Top of Available data
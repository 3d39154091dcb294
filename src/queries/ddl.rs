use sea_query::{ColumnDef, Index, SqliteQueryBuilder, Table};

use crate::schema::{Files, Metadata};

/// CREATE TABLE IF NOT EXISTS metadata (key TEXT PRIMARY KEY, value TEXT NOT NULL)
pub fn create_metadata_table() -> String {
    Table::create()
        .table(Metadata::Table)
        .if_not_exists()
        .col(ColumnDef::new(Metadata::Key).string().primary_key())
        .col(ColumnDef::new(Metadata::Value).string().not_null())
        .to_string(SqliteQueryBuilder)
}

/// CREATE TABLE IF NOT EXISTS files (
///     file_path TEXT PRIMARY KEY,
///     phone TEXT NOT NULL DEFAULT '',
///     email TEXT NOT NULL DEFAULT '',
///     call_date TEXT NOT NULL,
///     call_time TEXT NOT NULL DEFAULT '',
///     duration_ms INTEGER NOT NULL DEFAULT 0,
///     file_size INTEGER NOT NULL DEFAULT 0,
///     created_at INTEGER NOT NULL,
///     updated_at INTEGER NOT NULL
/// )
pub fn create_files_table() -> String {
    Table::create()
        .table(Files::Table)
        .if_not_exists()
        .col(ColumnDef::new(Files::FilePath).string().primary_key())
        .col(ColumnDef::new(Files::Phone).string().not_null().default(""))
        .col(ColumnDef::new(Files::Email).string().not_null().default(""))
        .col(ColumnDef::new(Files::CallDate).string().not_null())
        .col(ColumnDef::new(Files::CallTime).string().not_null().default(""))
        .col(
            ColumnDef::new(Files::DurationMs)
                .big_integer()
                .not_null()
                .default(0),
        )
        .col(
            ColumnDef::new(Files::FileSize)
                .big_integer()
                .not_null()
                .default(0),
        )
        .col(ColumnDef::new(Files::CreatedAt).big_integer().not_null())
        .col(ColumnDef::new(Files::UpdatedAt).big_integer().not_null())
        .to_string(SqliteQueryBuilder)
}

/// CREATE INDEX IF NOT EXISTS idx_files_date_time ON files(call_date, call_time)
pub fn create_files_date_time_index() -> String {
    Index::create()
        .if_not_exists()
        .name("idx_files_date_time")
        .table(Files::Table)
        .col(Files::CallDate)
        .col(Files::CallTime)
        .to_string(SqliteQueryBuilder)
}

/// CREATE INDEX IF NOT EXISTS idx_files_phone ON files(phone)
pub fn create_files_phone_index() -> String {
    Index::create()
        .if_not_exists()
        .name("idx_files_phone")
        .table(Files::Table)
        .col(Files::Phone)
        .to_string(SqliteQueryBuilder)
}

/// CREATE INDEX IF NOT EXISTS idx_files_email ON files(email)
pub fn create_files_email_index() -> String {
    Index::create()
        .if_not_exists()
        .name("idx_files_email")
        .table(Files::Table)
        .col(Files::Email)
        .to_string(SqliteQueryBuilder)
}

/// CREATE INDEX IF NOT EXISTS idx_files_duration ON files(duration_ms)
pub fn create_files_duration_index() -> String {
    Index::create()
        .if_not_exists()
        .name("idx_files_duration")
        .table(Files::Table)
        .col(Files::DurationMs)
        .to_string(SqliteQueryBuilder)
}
Bottom of Available data
Top of Available data
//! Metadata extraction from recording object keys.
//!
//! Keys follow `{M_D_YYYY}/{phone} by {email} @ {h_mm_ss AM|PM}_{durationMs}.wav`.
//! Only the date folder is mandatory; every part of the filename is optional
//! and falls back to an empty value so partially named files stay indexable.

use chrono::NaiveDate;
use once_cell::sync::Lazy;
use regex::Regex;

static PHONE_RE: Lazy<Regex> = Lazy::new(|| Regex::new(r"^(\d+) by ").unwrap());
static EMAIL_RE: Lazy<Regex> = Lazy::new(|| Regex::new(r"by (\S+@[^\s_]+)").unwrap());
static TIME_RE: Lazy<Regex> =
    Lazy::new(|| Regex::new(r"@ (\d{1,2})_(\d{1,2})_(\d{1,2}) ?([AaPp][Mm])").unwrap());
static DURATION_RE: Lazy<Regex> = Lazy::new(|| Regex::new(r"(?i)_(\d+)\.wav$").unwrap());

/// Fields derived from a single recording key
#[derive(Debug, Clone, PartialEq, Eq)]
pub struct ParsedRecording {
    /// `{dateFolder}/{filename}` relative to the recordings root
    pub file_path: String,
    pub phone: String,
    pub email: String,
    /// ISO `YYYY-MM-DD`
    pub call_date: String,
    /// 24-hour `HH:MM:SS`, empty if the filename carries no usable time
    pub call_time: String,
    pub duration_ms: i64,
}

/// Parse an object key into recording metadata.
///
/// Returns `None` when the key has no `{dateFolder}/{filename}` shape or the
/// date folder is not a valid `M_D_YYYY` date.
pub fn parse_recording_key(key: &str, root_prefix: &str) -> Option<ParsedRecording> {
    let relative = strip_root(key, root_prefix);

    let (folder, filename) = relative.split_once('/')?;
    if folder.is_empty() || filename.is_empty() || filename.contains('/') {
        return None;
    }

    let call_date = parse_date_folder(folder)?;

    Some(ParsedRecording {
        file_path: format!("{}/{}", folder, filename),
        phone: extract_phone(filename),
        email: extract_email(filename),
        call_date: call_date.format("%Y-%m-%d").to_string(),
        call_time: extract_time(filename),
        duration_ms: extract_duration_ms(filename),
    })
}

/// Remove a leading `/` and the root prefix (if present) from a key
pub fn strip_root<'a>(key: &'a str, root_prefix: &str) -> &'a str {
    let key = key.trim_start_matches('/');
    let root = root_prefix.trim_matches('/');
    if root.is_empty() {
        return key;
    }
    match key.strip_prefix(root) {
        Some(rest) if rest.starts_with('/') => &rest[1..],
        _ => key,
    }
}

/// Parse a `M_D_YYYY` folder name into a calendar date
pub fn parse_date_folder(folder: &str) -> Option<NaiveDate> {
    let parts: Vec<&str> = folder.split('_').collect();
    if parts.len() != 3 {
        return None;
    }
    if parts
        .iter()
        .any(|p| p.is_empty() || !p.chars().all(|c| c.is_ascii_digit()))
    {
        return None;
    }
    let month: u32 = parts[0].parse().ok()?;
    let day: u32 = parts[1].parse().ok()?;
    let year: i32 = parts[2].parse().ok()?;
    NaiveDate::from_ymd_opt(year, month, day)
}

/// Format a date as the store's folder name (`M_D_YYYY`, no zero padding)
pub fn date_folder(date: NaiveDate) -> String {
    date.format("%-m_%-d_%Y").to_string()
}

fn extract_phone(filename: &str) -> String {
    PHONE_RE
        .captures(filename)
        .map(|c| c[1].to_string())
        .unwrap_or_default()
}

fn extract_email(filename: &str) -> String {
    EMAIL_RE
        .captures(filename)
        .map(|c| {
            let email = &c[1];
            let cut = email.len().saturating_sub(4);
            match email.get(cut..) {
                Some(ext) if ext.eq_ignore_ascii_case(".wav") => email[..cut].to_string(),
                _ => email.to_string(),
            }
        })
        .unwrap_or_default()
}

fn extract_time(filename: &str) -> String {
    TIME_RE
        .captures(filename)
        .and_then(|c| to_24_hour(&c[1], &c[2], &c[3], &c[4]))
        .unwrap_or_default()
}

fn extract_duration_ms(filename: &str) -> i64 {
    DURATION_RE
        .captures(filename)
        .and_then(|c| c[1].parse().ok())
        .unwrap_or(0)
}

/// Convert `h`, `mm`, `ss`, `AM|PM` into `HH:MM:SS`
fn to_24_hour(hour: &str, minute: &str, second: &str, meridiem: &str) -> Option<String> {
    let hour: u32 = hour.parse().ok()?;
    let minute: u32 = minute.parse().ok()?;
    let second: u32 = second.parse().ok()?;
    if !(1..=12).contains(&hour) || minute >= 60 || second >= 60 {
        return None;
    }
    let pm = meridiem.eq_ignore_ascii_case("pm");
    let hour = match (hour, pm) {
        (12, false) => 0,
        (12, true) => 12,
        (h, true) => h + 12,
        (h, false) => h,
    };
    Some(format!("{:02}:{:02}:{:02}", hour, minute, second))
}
Bottom of Available data
Top of Available data
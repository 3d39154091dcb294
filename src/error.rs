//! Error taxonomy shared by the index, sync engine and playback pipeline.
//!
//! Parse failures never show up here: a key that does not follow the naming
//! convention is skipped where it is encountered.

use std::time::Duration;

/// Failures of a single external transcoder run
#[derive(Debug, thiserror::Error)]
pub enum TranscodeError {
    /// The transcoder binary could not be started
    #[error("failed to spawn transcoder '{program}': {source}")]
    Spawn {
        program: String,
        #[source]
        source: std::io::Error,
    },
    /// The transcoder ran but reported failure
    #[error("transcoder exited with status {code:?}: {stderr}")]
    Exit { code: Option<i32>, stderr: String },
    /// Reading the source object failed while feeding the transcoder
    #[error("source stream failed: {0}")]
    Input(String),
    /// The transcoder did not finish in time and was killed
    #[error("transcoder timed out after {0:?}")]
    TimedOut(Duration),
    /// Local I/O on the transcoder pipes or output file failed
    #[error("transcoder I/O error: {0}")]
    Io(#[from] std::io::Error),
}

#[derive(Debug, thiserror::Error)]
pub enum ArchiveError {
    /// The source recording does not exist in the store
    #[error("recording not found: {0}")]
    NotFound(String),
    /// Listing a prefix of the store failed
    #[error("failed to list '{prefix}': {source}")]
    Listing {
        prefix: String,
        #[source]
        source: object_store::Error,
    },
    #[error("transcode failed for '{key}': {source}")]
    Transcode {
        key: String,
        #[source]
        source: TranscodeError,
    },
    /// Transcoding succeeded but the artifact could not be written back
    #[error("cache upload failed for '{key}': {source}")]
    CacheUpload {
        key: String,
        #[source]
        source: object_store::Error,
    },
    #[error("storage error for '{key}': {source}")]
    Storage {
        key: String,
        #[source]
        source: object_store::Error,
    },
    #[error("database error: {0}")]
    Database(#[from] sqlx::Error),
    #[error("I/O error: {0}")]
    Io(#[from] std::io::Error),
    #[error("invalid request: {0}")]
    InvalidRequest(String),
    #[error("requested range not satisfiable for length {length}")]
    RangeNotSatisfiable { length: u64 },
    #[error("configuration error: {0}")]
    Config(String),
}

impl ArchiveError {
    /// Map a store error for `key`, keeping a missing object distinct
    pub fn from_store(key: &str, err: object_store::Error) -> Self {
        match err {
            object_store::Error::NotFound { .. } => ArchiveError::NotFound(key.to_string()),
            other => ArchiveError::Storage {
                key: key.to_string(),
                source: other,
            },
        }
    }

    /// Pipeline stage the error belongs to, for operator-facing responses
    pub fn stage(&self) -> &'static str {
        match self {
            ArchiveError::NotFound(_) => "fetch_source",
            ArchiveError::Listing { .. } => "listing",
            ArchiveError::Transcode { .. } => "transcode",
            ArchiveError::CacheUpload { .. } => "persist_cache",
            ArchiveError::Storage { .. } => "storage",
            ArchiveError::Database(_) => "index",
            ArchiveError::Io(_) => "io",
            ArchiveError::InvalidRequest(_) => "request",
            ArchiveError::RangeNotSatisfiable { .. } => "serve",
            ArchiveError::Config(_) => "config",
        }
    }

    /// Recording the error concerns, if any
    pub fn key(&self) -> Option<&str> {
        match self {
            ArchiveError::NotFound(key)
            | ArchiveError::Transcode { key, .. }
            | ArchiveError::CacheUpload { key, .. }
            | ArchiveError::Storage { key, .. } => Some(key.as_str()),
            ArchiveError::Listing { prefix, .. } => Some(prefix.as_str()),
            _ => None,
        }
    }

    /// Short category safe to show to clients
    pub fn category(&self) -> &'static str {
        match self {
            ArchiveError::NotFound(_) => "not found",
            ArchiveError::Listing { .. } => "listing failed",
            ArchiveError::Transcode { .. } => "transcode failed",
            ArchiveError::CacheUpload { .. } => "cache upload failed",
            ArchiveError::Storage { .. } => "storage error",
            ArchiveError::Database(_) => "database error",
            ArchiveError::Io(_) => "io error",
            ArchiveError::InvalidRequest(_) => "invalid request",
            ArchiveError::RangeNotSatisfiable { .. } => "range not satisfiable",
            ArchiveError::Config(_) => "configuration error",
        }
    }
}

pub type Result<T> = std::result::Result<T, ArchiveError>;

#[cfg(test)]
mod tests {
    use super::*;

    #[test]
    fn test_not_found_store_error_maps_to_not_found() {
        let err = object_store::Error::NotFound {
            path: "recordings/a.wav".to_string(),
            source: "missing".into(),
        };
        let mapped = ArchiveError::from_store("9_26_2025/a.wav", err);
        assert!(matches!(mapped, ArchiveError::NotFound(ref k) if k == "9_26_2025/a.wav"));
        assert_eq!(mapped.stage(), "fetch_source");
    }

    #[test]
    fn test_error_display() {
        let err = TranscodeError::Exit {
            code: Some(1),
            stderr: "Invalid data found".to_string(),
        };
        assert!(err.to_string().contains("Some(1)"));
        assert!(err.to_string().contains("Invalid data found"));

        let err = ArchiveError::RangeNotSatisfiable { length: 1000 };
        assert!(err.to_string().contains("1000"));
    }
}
Bottom of Available data
Across the whole listing above, find every line with the string "other" and copy it.

            other => ArchiveError::Storage {
                source: other,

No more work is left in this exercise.